Aim of the exercise: From the listing below, pull out the lines that hold "start".

___ Exercise inputs ___

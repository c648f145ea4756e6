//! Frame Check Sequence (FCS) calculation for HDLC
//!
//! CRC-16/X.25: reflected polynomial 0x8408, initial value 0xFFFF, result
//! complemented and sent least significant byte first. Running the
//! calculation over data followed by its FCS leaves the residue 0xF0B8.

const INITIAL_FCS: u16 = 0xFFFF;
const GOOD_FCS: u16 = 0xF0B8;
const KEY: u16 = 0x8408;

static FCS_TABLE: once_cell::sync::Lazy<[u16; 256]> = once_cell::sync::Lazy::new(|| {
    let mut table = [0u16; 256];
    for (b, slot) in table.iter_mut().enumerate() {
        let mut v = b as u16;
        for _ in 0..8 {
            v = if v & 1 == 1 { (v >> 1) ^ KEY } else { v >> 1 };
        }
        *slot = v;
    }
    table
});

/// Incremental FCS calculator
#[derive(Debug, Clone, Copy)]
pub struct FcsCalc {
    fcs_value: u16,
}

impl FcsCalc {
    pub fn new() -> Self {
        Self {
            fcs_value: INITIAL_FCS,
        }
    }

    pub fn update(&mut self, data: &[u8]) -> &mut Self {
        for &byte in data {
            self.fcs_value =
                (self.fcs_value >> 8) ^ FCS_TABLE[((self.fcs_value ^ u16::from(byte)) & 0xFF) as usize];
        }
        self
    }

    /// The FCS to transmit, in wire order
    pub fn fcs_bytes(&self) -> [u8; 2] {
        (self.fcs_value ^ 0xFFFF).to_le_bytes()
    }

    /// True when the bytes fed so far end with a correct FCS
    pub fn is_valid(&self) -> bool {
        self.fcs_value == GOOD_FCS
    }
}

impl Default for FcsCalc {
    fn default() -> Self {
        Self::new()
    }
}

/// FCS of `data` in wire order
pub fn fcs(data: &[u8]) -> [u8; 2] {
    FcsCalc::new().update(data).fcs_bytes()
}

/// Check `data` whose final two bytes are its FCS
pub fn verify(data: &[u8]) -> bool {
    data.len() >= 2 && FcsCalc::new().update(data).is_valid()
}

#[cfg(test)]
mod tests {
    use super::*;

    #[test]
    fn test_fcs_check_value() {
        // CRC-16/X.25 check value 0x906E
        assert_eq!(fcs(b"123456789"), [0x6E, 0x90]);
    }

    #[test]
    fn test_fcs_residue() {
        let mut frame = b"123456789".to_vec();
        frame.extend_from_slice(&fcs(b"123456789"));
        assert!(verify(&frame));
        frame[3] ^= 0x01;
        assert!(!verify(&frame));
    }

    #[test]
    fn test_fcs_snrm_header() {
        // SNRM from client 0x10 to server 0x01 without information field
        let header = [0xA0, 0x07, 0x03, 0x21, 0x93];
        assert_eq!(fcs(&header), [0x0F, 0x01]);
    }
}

___
___ Exercise inputs ___

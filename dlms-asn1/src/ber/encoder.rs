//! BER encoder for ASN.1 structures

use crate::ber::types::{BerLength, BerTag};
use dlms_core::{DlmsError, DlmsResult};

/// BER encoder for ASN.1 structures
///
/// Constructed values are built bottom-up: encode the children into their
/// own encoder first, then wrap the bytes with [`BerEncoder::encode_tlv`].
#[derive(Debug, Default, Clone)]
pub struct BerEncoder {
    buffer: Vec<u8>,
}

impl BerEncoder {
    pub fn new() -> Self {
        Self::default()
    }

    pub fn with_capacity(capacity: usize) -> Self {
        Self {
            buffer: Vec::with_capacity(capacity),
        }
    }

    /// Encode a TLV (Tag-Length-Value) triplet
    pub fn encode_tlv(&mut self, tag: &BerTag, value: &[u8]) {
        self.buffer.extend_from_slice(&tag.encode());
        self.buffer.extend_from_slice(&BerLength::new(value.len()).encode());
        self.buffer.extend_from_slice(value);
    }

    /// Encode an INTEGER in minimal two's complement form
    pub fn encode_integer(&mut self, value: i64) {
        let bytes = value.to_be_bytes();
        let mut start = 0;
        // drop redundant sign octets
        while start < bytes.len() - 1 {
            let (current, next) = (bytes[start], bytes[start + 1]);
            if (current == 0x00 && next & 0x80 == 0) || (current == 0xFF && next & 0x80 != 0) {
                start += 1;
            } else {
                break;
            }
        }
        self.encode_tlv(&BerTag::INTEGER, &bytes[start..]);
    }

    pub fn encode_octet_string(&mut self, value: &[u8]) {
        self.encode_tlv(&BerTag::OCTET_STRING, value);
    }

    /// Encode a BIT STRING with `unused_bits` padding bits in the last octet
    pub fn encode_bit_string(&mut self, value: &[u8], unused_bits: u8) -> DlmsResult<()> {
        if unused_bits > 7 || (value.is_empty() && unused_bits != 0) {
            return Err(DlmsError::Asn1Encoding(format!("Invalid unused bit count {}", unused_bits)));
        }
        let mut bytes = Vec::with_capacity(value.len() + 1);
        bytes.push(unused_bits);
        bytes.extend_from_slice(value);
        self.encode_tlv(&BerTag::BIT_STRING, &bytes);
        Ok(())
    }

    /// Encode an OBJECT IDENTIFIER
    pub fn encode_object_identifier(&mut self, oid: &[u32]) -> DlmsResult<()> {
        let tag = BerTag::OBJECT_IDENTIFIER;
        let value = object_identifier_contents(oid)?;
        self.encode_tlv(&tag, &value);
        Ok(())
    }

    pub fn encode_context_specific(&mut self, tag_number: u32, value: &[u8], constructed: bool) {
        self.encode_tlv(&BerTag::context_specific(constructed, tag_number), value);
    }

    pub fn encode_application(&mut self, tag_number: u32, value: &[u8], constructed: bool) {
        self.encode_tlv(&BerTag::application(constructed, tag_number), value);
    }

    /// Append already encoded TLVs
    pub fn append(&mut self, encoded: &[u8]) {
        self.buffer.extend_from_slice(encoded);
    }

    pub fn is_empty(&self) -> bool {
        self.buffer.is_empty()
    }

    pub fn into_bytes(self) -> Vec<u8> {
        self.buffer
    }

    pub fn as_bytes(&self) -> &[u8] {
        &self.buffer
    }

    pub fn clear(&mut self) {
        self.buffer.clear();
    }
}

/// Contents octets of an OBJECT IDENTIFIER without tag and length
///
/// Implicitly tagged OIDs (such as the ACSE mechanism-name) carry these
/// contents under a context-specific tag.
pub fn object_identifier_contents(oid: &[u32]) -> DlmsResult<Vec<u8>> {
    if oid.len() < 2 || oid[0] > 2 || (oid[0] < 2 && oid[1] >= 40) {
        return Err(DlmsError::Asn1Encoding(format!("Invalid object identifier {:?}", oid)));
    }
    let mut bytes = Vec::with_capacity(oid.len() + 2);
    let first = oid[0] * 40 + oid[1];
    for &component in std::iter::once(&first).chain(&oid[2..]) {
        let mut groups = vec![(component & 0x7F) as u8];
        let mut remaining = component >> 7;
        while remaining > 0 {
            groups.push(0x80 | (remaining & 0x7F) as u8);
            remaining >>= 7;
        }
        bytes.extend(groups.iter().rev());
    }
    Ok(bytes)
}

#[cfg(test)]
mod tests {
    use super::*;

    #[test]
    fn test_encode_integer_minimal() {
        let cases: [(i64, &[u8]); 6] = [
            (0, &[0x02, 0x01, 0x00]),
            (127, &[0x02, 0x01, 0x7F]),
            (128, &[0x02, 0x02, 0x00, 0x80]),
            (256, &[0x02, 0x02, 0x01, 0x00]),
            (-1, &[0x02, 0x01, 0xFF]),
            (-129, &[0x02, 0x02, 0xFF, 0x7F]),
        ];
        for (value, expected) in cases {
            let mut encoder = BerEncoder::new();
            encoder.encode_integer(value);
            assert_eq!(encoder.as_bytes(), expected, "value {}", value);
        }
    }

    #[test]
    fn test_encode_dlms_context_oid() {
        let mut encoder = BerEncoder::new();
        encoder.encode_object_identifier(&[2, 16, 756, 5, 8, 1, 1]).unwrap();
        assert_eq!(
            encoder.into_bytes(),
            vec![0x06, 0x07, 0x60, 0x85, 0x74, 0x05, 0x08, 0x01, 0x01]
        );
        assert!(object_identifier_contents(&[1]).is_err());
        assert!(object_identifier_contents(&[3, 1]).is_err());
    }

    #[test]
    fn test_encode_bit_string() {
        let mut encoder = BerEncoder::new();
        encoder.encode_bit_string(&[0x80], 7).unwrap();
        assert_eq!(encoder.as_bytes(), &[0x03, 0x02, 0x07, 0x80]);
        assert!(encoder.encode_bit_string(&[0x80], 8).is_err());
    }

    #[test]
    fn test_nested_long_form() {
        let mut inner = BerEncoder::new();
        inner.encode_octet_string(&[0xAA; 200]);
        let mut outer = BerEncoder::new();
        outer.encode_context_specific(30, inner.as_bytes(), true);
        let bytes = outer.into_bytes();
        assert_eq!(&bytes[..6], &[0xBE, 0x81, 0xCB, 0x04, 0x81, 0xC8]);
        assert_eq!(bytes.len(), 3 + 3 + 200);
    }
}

___

Answer to the problem:
        let mut start = 0;
        while start < bytes.len() - 1 {
            let (current, next) = (bytes[start], bytes[start + 1]);
                start += 1;
        self.encode_tlv(&BerTag::INTEGER, &bytes[start..]);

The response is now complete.